“I’m sure your mother is very tired-” Rose began.

But Jo reached across the table, angled the shaker successfully on a pinch of grains, and said, “Of course I’ll play. Let me eat first and change my clothes, okay? Why don’t you go gather all your Legos and decide what we’ll build.”

Stevie disappeared. Rose poured a cup of coffee and sat at the table with her sister.

“Delicious,” Jo said with her mouth full.

“Thanks.” A small, satisfied smile appeared on Rose’s plain, wide face. “I remember Mom used to come home from the base hospital and I’d have dinner ready. We’d sit down, and you’d always have something interesting or funny to tell her. You know, a place to start the conversation. I used to love that time, all of us at the table together.”

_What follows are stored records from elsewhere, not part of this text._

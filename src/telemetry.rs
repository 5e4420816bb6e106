use crate::config::TelemetryConfig;
use std::fmt;
use tracing_subscriber::filter::ParseError;
use tracing_subscriber::EnvFilter;

#[derive(Debug)]
pub enum TelemetryError {
    Filter { value: String, source: ParseError },
    Subscriber(Box<dyn std::error::Error + Send + Sync>),
}

impl fmt::Display for TelemetryError {
    fn fmt(&self, f: &mut fmt::Formatter<'_>) -> fmt::Result {
        match self {
            TelemetryError::Filter { value, .. } => {
                write!(f, "invalid log level/filter '{}'", value)
            }
            TelemetryError::Subscriber(err) => write!(f, "telemetry error: {err}"),
        }
    }
}

impl std::error::Error for TelemetryError {
    fn source(&self) -> Option<&(dyn std::error::Error + 'static)> {
        match self {
            TelemetryError::Filter { source, .. } => Some(source),
            TelemetryError::Subscriber(err) => Some(&**err),
        }
    }
}

/// Install the process-wide subscriber. `RUST_LOG` wins over the
/// configured level so operators can raise verbosity without touching
/// service configuration.
pub fn init(config: &TelemetryConfig) -> Result<(), TelemetryError> {
    let filter = match EnvFilter::try_from_default_env() {
        Ok(filter) => filter,
        Err(_) => EnvFilter::try_new(&config.log_level).map_err(|source| TelemetryError::Filter {
            value: config.log_level.clone(),
            source,
        })?,
    };

    tracing_subscriber::fmt()
        .with_env_filter(filter)
        .with_target(false)
        .compact()
        .with_ansi(false)
        .try_init()
        .map_err(TelemetryError::Subscriber)
}
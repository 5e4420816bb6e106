pub mod config;
pub mod error;
pub mod performance;
pub mod telemetry;
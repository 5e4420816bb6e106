use std::future::Future;

use super::{canonicalize_rows, SourceOutcome, SourceRow, StoreError};
use crate::config::EngineConfig;
use crate::performance::domain::{DateRange, SourceKind, UserId};

/// Read-only query interface over payroll-adjacent adjustments: overtime,
/// absences, and discretionary bonus evaluations.
pub trait PayrollStore: Send + Sync {
    fn adjustments(
        &self,
        user_id: &UserId,
        range: DateRange,
    ) -> impl Future<Output = Result<Vec<SourceRow>, StoreError>> + Send;
}

pub(crate) fn canonicalize(rows: &[SourceRow], config: &EngineConfig) -> SourceOutcome {
    canonicalize_rows(SourceKind::Payroll, rows, config)
}

#[cfg(test)]
mod tests {
    use super::*;
    use crate::performance::domain::ScoreCategory;
    use serde_json::json;

    fn adjustment(id: &str, fields: serde_json::Value) -> SourceRow {
        let serde_json::Value::Object(fields) = fields else {
            unreachable!()
        };
        SourceRow {
            id: id.to_string(),
            fields,
        }
    }

    #[test]
    fn each_adjustment_kind_maps_to_its_category() {
        let config = EngineConfig::default();
        let rows = vec![
            adjustment(
                "pay-ot",
                json!({ "userId": "U1", "date": "2024-03-04", "adjustmentKind": "overtime", "hours": 2 }),
            ),
            adjustment(
                "pay-abs",
                json!({ "userId": "U1", "date": "2024-03-05", "adjustmentKind": "absence", "days": 1 }),
            ),
            adjustment(
                "pay-bon",
                json!({ "userId": "U1", "date": "2024-03-06", "adjustmentKind": "bonus", "points": 15, "maxPoints": 20 }),
            ),
        ];

        let outcome = canonicalize(&rows, &config);
        assert!(outcome.issues.is_empty());

        let categories: Vec<ScoreCategory> =
            outcome.records.iter().map(|record| record.category).collect();
        assert_eq!(
            categories,
            vec![
                ScoreCategory::Overtime,
                ScoreCategory::Absence,
                ScoreCategory::Bonus,
            ]
        );

        assert_eq!(outcome.records[0].points, 2.0 * config.overtime_points_per_hour);
        assert_eq!(outcome.records[1].points, -config.absence_penalty_per_day);
        assert_eq!(outcome.records[2].points, 15.0);
    }

    #[test]
    fn unknown_adjustment_kinds_are_dropped_with_an_issue() {
        let rows = vec![adjustment(
            "pay-odd",
            json!({ "userId": "U1", "date": "2024-03-04", "adjustmentKind": "travel" }),
        )];

        let outcome = canonicalize(&rows, &EngineConfig::default());
        assert!(outcome.records.is_empty());
        assert_eq!(outcome.issues.len(), 1);
    }
}
use std::collections::BTreeMap;
use std::fmt;

use chrono::{Datelike, NaiveDate};
use serde::{Deserialize, Serialize};

/// Identifier wrapper for evaluated personnel.
#[derive(Debug, Clone, PartialEq, Eq, Hash, PartialOrd, Ord, Serialize, Deserialize)]
pub struct UserId(pub String);

impl UserId {
    pub fn as_str(&self) -> &str {
        &self.0
    }
}

impl fmt::Display for UserId {
    fn fmt(&self, f: &mut fmt::Formatter<'_>) -> fmt::Result {
        f.write_str(&self.0)
    }
}

/// Canonical scoring categories. Declaration order is the reporting order
/// used for category breakdowns and daily series output.
#[derive(
    Debug, Clone, Copy, PartialEq, Eq, Hash, PartialOrd, Ord, Serialize, Deserialize,
)]
#[serde(rename_all = "snake_case")]
pub enum ScoreCategory {
    Checklist,
    EventTask,
    QualityControl,
    HrTemplate,
    Overtime,
    Absence,
    ControlScore,
    Bonus,
}

impl ScoreCategory {
    pub const fn ordered() -> [Self; 8] {
        [
            Self::Checklist,
            Self::EventTask,
            Self::QualityControl,
            Self::HrTemplate,
            Self::Overtime,
            Self::Absence,
            Self::ControlScore,
            Self::Bonus,
        ]
    }

    pub const fn label(self) -> &'static str {
        match self {
            Self::Checklist => "Checklist",
            Self::EventTask => "Event Task",
            Self::QualityControl => "Quality Control",
            Self::HrTemplate => "HR Template",
            Self::Overtime => "Overtime",
            Self::Absence => "Absence",
            Self::ControlScore => "Control Score",
            Self::Bonus => "Bonus",
        }
    }

    /// Only absence adjustments may subtract points.
    pub const fn allows_negative_points(self) -> bool {
        matches!(self, Self::Absence)
    }
}

impl fmt::Display for ScoreCategory {
    fn fmt(&self, f: &mut fmt::Formatter<'_>) -> fmt::Result {
        f.write_str(self.label())
    }
}

/// Evaluation data sources feeding the engine.
#[derive(Debug, Clone, Copy, PartialEq, Eq, Hash, PartialOrd, Ord, Serialize, Deserialize)]
#[serde(rename_all = "snake_case")]
pub enum SourceKind {
    Checklist,
    MoldChange,
    HrTemplate,
    Payroll,
}

impl SourceKind {
    pub const fn ordered() -> [Self; 4] {
        [
            Self::Checklist,
            Self::MoldChange,
            Self::HrTemplate,
            Self::Payroll,
        ]
    }

    pub const fn label(self) -> &'static str {
        match self {
            Self::Checklist => "checklist",
            Self::MoldChange => "mold change",
            Self::HrTemplate => "HR template",
            Self::Payroll => "payroll",
        }
    }
}

impl fmt::Display for SourceKind {
    fn fmt(&self, f: &mut fmt::Formatter<'_>) -> fmt::Result {
        f.write_str(self.label())
    }
}

/// Inclusive calendar range in the organization's reporting timezone.
#[derive(Debug, Clone, Copy, PartialEq, Eq, Serialize, Deserialize)]
pub struct DateRange {
    pub start: NaiveDate,
    pub end: NaiveDate,
}

impl DateRange {
    pub fn new(start: NaiveDate, end: NaiveDate) -> Result<Self, InvalidDateRange> {
        if start > end {
            return Err(InvalidDateRange { start, end });
        }
        Ok(Self { start, end })
    }

    pub fn contains(&self, date: NaiveDate) -> bool {
        self.start <= date && date <= self.end
    }
}

#[derive(Debug, Clone, Copy, thiserror::Error)]
#[error("date range start {start} is after end {end}")]
pub struct InvalidDateRange {
    pub start: NaiveDate,
    pub end: NaiveDate,
}

/// Calendar month key used by the monthly roll-up.
#[derive(Debug, Clone, Copy, PartialEq, Eq, Hash, PartialOrd, Ord)]
pub struct YearMonth {
    pub year: i32,
    pub month: u32,
}

impl YearMonth {
    pub fn of(date: NaiveDate) -> Self {
        Self {
            year: date.year(),
            month: date.month(),
        }
    }

    pub fn contains(&self, date: NaiveDate) -> bool {
        date.year() == self.year && date.month() == self.month
    }
}

impl fmt::Display for YearMonth {
    fn fmt(&self, f: &mut fmt::Formatter<'_>) -> fmt::Result {
        write!(f, "{:04}-{:02}", self.year, self.month)
    }
}

impl Serialize for YearMonth {
    fn serialize<S: serde::Serializer>(&self, serializer: S) -> Result<S::Ok, S::Error> {
        serializer.collect_str(self)
    }
}

/// The normalized unit every adapter produces: one point-bearing event
/// traceable back to its originating evaluation.
#[derive(Debug, Clone, PartialEq, Serialize, Deserialize)]
pub struct CanonicalScoreRecord {
    pub user_id: UserId,
    pub date: NaiveDate,
    pub category: ScoreCategory,
    pub points: f64,
    pub max_points: f64,
    pub source_type: SourceKind,
    pub source_id: String,
    #[serde(skip_serializing_if = "Option::is_none")]
    pub collaborator_share: Option<f64>,
}

/// Per-category accumulation inside a day or a month.
#[derive(Debug, Clone, Copy, Default, PartialEq, Serialize, Deserialize)]
pub struct CategoryTotals {
    pub points: f64,
    pub max_points: f64,
    pub count: usize,
}

impl CategoryTotals {
    pub(crate) fn add(&mut self, points: f64, max_points: f64) {
        self.points += points;
        self.max_points += max_points;
        self.count += 1;
    }

    pub(crate) fn merge(&mut self, other: &CategoryTotals) {
        self.points += other.points;
        self.max_points += other.max_points;
        self.count += other.count;
    }
}

/// One user's scoring for one calendar day. `total_score` always equals the
/// sum of the category buckets; the daily aggregator is the only
/// construction path.
#[derive(Debug, Clone, PartialEq, Serialize)]
pub struct DailyPerformance {
    pub user_id: UserId,
    pub date: NaiveDate,
    pub total_score: f64,
    pub category_totals: BTreeMap<ScoreCategory, CategoryTotals>,
}

/// One user's scoring for one calendar month, summed from the month's
/// `DailyPerformance` values only.
#[derive(Debug, Clone, PartialEq, Serialize)]
pub struct MonthlyTotals {
    pub user_id: UserId,
    pub year_month: YearMonth,
    pub total_score: f64,
    pub daily_average: f64,
    pub category_totals: BTreeMap<ScoreCategory, CategoryTotals>,
}

#[cfg(test)]
mod tests {
    use super::*;

    #[test]
    fn category_order_is_stable_for_reports() {
        let ordered = ScoreCategory::ordered();
        let mut sorted = ordered;
        sorted.sort();
        assert_eq!(ordered, sorted, "Ord must follow declaration order");
    }

    #[test]
    fn only_absence_allows_negative_points() {
        for category in ScoreCategory::ordered() {
            assert_eq!(
                category.allows_negative_points(),
                category == ScoreCategory::Absence
            );
        }
    }

    #[test]
    fn date_range_rejects_inverted_bounds() {
        let start = NaiveDate::from_ymd_opt(2024, 3, 2).expect("valid date");
        let end = NaiveDate::from_ymd_opt(2024, 3, 1).expect("valid date");
        assert!(DateRange::new(start, end).is_err());
        assert!(DateRange::new(end, start).is_ok());
    }

    #[test]
    fn year_month_formats_with_zero_padding() {
        let date = NaiveDate::from_ymd_opt(2024, 3, 9).expect("valid date");
        assert_eq!(YearMonth::of(date).to_string(), "2024-03");
    }
}
//! Organizational-scope filtering.
//!
//! The allow-list itself comes from an external scope resolver; this
//! module only performs the mechanical set intersection and makes no
//! authorization decisions.

use std::collections::BTreeSet;

use super::domain::{CanonicalScoreRecord, DailyPerformance, UserId};

/// Restrict requested users to the allow-list, preserving request order.
/// An absent allow-list means no restriction.
pub fn allowed_users(requested: &[UserId], allow_list: Option<&BTreeSet<UserId>>) -> Vec<UserId> {
    match allow_list {
        Some(allowed) => requested
            .iter()
            .filter(|user| allowed.contains(user))
            .cloned()
            .collect(),
        None => requested.to_vec(),
    }
}

pub fn allowed_records(
    records: Vec<CanonicalScoreRecord>,
    allowed: &BTreeSet<UserId>,
) -> Vec<CanonicalScoreRecord> {
    records
        .into_iter()
        .filter(|record| allowed.contains(&record.user_id))
        .collect()
}

pub fn allowed_days(
    days: Vec<DailyPerformance>,
    allowed: &BTreeSet<UserId>,
) -> Vec<DailyPerformance> {
    days.into_iter()
        .filter(|day| allowed.contains(&day.user_id))
        .collect()
}

#[cfg(test)]
mod tests {
    use super::*;

    fn users(ids: &[&str]) -> Vec<UserId> {
        ids.iter().map(|id| UserId(id.to_string())).collect()
    }

    #[test]
    fn intersection_preserves_request_order() {
        let requested = users(&["U3", "U1", "U2"]);
        let allowed: BTreeSet<UserId> = users(&["U1", "U3"]).into_iter().collect();

        assert_eq!(
            allowed_users(&requested, Some(&allowed)),
            users(&["U3", "U1"])
        );
    }

    #[test]
    fn missing_allow_list_means_no_restriction() {
        let requested = users(&["U1", "U2"]);
        assert_eq!(allowed_users(&requested, None), requested);
    }

    #[test]
    fn empty_allow_list_filters_everyone() {
        let requested = users(&["U1", "U2"]);
        let allowed = BTreeSet::new();
        assert!(allowed_users(&requested, Some(&allowed)).is_empty());
    }

    #[test]
    fn records_and_days_filter_to_the_allowed_set() {
        use crate::performance::aggregate::aggregate_daily;
        use crate::performance::domain::{ScoreCategory, SourceKind};
        use chrono::NaiveDate;

        let records: Vec<CanonicalScoreRecord> = ["U1", "U2", "U1"]
            .iter()
            .enumerate()
            .map(|(index, user)| CanonicalScoreRecord {
                user_id: UserId(user.to_string()),
                date: NaiveDate::from_ymd_opt(2024, 3, 1).expect("valid date"),
                category: ScoreCategory::Bonus,
                points: index as f64,
                max_points: 0.0,
                source_type: SourceKind::Payroll,
                source_id: format!("rec-{index}"),
                collaborator_share: None,
            })
            .collect();
        let days = aggregate_daily(&records);

        let allowed: BTreeSet<UserId> = users(&["U1"]).into_iter().collect();
        let kept_records = allowed_records(records, &allowed);
        let kept_days = allowed_days(days, &allowed);

        assert_eq!(kept_records.len(), 2);
        assert!(kept_records
            .iter()
            .all(|record| record.user_id.as_str() == "U1"));
        assert_eq!(kept_days.len(), 1);
        assert_eq!(kept_days[0].user_id.as_str(), "U1");
    }
}
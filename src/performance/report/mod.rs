//! Assembly of the externally consumed performance report.
//!
//! Upstream components exchange internal types; this module is the single
//! place that shapes the public response.

pub mod views;

pub use views::{
    CategoryBreakdownEntry, CategoryTotalsView, DailyPerformanceEntry, DrilldownEntry,
    MonthlyTotalsView, PerformanceReport,
};

use std::collections::BTreeMap;

use super::domain::{
    CanonicalScoreRecord, CategoryTotals, DailyPerformance, DateRange, MonthlyTotals,
    ScoreCategory, UserId,
};

/// Build the report for one user from already-aggregated data.
pub(crate) fn assemble(
    user_id: &UserId,
    date_range: DateRange,
    mut records: Vec<CanonicalScoreRecord>,
    days: &[DailyPerformance],
    monthly: MonthlyTotals,
    partial: bool,
    warnings: Vec<String>,
) -> PerformanceReport {
    records.sort_by(|a, b| {
        (a.date, a.category, a.source_id.as_str()).cmp(&(b.date, b.category, b.source_id.as_str()))
    });

    let daily_series = days.iter().map(daily_entry).collect();
    let category_breakdown = breakdown(days);
    let drilldown = records
        .into_iter()
        .map(|record| DrilldownEntry {
            source_type: record.source_type,
            source_id: record.source_id,
            date: record.date,
            category: record.category,
            points: record.points,
            max_points: record.max_points,
        })
        .collect();

    PerformanceReport {
        user_id: user_id.clone(),
        date_range,
        daily_series,
        monthly: monthly_view(&monthly),
        category_breakdown,
        drilldown,
        partial,
        warnings,
    }
}

fn daily_entry(day: &DailyPerformance) -> DailyPerformanceEntry {
    DailyPerformanceEntry {
        date: day.date,
        total_score: day.total_score,
        category_totals: totals_view(&day.category_totals),
    }
}

fn monthly_view(monthly: &MonthlyTotals) -> MonthlyTotalsView {
    MonthlyTotalsView {
        year_month: monthly.year_month.to_string(),
        total_score: monthly.total_score,
        daily_average: monthly.daily_average,
        category_totals: totals_view(&monthly.category_totals),
    }
}

fn totals_view(
    totals: &BTreeMap<ScoreCategory, CategoryTotals>,
) -> BTreeMap<ScoreCategory, CategoryTotalsView> {
    totals
        .iter()
        .map(|(category, bucket)| {
            (
                *category,
                CategoryTotalsView {
                    points: bucket.points,
                    max_points: bucket.max_points,
                    count: bucket.count,
                },
            )
        })
        .collect()
}

/// Per-category share of the whole requested range. A zero range total
/// yields zero percentages, never a non-finite value.
fn breakdown(days: &[DailyPerformance]) -> BTreeMap<ScoreCategory, CategoryBreakdownEntry> {
    let mut sums: BTreeMap<ScoreCategory, CategoryTotals> = BTreeMap::new();
    let mut range_total = 0.0;

    for day in days {
        range_total += day.total_score;
        for (category, bucket) in &day.category_totals {
            sums.entry(*category).or_default().merge(bucket);
        }
    }

    sums.into_iter()
        .map(|(category, bucket)| {
            let percent_of_total = if range_total == 0.0 {
                0.0
            } else {
                bucket.points / range_total
            };
            (
                category,
                CategoryBreakdownEntry {
                    points: bucket.points,
                    max_points: bucket.max_points,
                    percent_of_total,
                },
            )
        })
        .collect()
}
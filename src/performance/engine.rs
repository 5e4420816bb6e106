//! Request orchestration: validate, fetch concurrently, canonicalize,
//! aggregate, and assemble per-user reports.

use std::collections::BTreeSet;
use std::sync::Arc;

use chrono::NaiveDate;
use tracing::warn;

use super::domain::{
    CanonicalScoreRecord, DateRange, InvalidDateRange, SourceKind, UserId, YearMonth,
};
use super::report::{self, PerformanceReport};
use super::sources::{
    checklist, hr_template, mold_change, payroll, ChecklistStore, HrTemplateStore, MoldChangeStore,
    PayrollStore, SourceOutcome, SourceRow, StoreError,
};
use super::{aggregate, rollup, scope};
use crate::config::EngineConfig;

/// Report request as supplied by the calling layer.
#[derive(Debug, Clone)]
pub struct ReportRequest {
    pub user_ids: Vec<UserId>,
    pub start: NaiveDate,
    pub end: NaiveDate,
    /// Organizational-scope allow-list from the external scope resolver.
    pub allowed_user_ids: Option<BTreeSet<UserId>>,
}

/// The only fatal error category: malformed input is rejected before any
/// aggregation is attempted. Everything source-specific degrades to a
/// partial report instead.
#[derive(Debug, thiserror::Error)]
pub enum RequestError {
    #[error("at least one user id is required")]
    NoUsers,
    #[error("blank user id in request")]
    BlankUser,
    #[error(transparent)]
    InvalidRange(#[from] InvalidDateRange),
}

/// A source fetch that produced no usable rows. Recovered locally: the
/// source contributes zero records and the report is marked partial.
#[derive(Debug, thiserror::Error)]
pub enum SourceFetchError {
    #[error("{kind} source timed out after {timeout_ms} ms")]
    Timeout { kind: SourceKind, timeout_ms: u128 },
    #[error("{kind} source failed: {error}")]
    Store { kind: SourceKind, error: StoreError },
    #[error("{kind} source fetch task failed: {detail}")]
    Join { kind: SourceKind, detail: String },
}

/// The aggregation engine over the four evaluation sources.
///
/// Stateless between requests: every report is recomputed from source
/// data, so identical inputs over unchanged stores produce byte-identical
/// output.
pub struct PerformanceEngine<C, M, H, P> {
    checklists: Arc<C>,
    mold_changes: Arc<M>,
    hr_templates: Arc<H>,
    payroll: Arc<P>,
    config: EngineConfig,
}

type FetchResult = Result<Vec<SourceRow>, SourceFetchError>;

impl<C, M, H, P> PerformanceEngine<C, M, H, P>
where
    C: ChecklistStore + 'static,
    M: MoldChangeStore + 'static,
    H: HrTemplateStore + 'static,
    P: PayrollStore + 'static,
{
    pub fn new(
        checklists: Arc<C>,
        mold_changes: Arc<M>,
        hr_templates: Arc<H>,
        payroll: Arc<P>,
        config: EngineConfig,
    ) -> Self {
        Self {
            checklists,
            mold_changes,
            hr_templates,
            payroll,
            config,
        }
    }

    pub fn config(&self) -> &EngineConfig {
        &self.config
    }

    /// Produce one report per requested, in-scope user. Fails fast only on
    /// malformed input; per-source problems surface inside each report.
    pub async fn report(
        &self,
        request: &ReportRequest,
    ) -> Result<Vec<PerformanceReport>, RequestError> {
        if request.user_ids.is_empty() {
            return Err(RequestError::NoUsers);
        }
        if request.user_ids.iter().any(|user| user.as_str().trim().is_empty()) {
            return Err(RequestError::BlankUser);
        }
        let range = DateRange::new(request.start, request.end)?;

        let users = scope::allowed_users(&request.user_ids, request.allowed_user_ids.as_ref());

        let mut reports = Vec::with_capacity(users.len());
        for user in &users {
            reports.push(self.report_for_user(user, range).await);
        }
        Ok(reports)
    }

    async fn report_for_user(&self, user_id: &UserId, range: DateRange) -> PerformanceReport {
        let fetches = self.fetch_all(user_id, range).await;

        let mut partial = false;
        let mut warnings = Vec::new();
        let mut records: Vec<CanonicalScoreRecord> = Vec::new();

        for (kind, fetched) in fetches {
            let rows = match fetched {
                Ok(rows) => rows,
                Err(err) => {
                    warn!(user = %user_id, source = kind.label(), %err, "source fetch degraded");
                    partial = true;
                    warnings.push(err.to_string());
                    continue;
                }
            };

            let SourceOutcome {
                records: canonical,
                issues,
            } = match kind {
                SourceKind::Checklist => checklist::canonicalize(&rows, &self.config),
                SourceKind::MoldChange => mold_change::canonicalize(&rows, &self.config),
                SourceKind::HrTemplate => hr_template::canonicalize(&rows, &self.config),
                SourceKind::Payroll => payroll::canonicalize(&rows, &self.config),
            };

            warnings.extend(issues.iter().map(|issue| issue.to_string()));
            records.extend(canonical);
        }

        // Mold-change rows mention two operators; keep only this user's
        // side of each split, and drop anything outside the range.
        let this_user = BTreeSet::from([user_id.clone()]);
        let mut records = scope::allowed_records(records, &this_user);
        records.retain(|record| range.contains(record.date));

        let days = aggregate::aggregate_daily(&records);
        let monthly = rollup::roll_up(user_id, YearMonth::of(range.start), &days);

        report::assemble(user_id, range, records, &days, monthly, partial, warnings)
    }

    /// Issue all four source fetches as independent tasks, each under its
    /// own timeout, and join them. No failure cancels the others.
    async fn fetch_all(
        &self,
        user_id: &UserId,
        range: DateRange,
    ) -> [(SourceKind, FetchResult); 4] {
        let timeout = self.config.fetch_timeout;

        let checklists = {
            let store = Arc::clone(&self.checklists);
            let user = user_id.clone();
            tokio::spawn(async move {
                tokio::time::timeout(timeout, store.completed_instances(&user, range)).await
            })
        };
        let mold_changes = {
            let store = Arc::clone(&self.mold_changes);
            let user = user_id.clone();
            tokio::spawn(async move {
                tokio::time::timeout(timeout, store.completed_tasks(&user, range)).await
            })
        };
        let hr_templates = {
            let store = Arc::clone(&self.hr_templates);
            let user = user_id.clone();
            tokio::spawn(
                async move { tokio::time::timeout(timeout, store.evaluations(&user, range)).await },
            )
        };
        let payroll = {
            let store = Arc::clone(&self.payroll);
            let user = user_id.clone();
            tokio::spawn(
                async move { tokio::time::timeout(timeout, store.adjustments(&user, range)).await },
            )
        };

        let (checklists, mold_changes, hr_templates, payroll) =
            tokio::join!(checklists, mold_changes, hr_templates, payroll);

        [
            (
                SourceKind::Checklist,
                self.unpack(SourceKind::Checklist, checklists),
            ),
            (
                SourceKind::MoldChange,
                self.unpack(SourceKind::MoldChange, mold_changes),
            ),
            (
                SourceKind::HrTemplate,
                self.unpack(SourceKind::HrTemplate, hr_templates),
            ),
            (
                SourceKind::Payroll,
                self.unpack(SourceKind::Payroll, payroll),
            ),
        ]
    }

    fn unpack(
        &self,
        kind: SourceKind,
        joined: Result<
            Result<Result<Vec<SourceRow>, StoreError>, tokio::time::error::Elapsed>,
            tokio::task::JoinError,
        >,
    ) -> FetchResult {
        match joined {
            Ok(Ok(Ok(rows))) => Ok(rows),
            Ok(Ok(Err(error))) => Err(SourceFetchError::Store { kind, error }),
            Ok(Err(_elapsed)) => Err(SourceFetchError::Timeout {
                kind,
                timeout_ms: self.config.fetch_timeout.as_millis(),
            }),
            Err(join_error) => Err(SourceFetchError::Join {
                kind,
                detail: join_error.to_string(),
            }),
        }
    }
}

“Mom would start her drinking then,” Jo reminded her.

“Not always.”

“Too often.”

“She was alone. Taking care of us alone.”

“We did the caretaking, Rose.”

Rose stared at her. At first the look held hurt and mild anger, but that passed quickly.

“You’re too hard,” she said.

“I just try to be realistic.”

Rose stood up and looked down at her. “Maybe you should try being forgiving instead.” She took her coffee and headed back to the sink to finish the dishes.

The food in Jo’s mouth seemed tasteless all of a sudden. “I’m sorry, Rose. I’m just worried.”

Rose came back and sat beside her. “What is it?”

“They’ve lost contact with Cork and the others.”

“How?”

“Equipment failure, they say.”

“But you don’t believe them.”

“Oh, Rose, I don’t know what to believe. Or who.”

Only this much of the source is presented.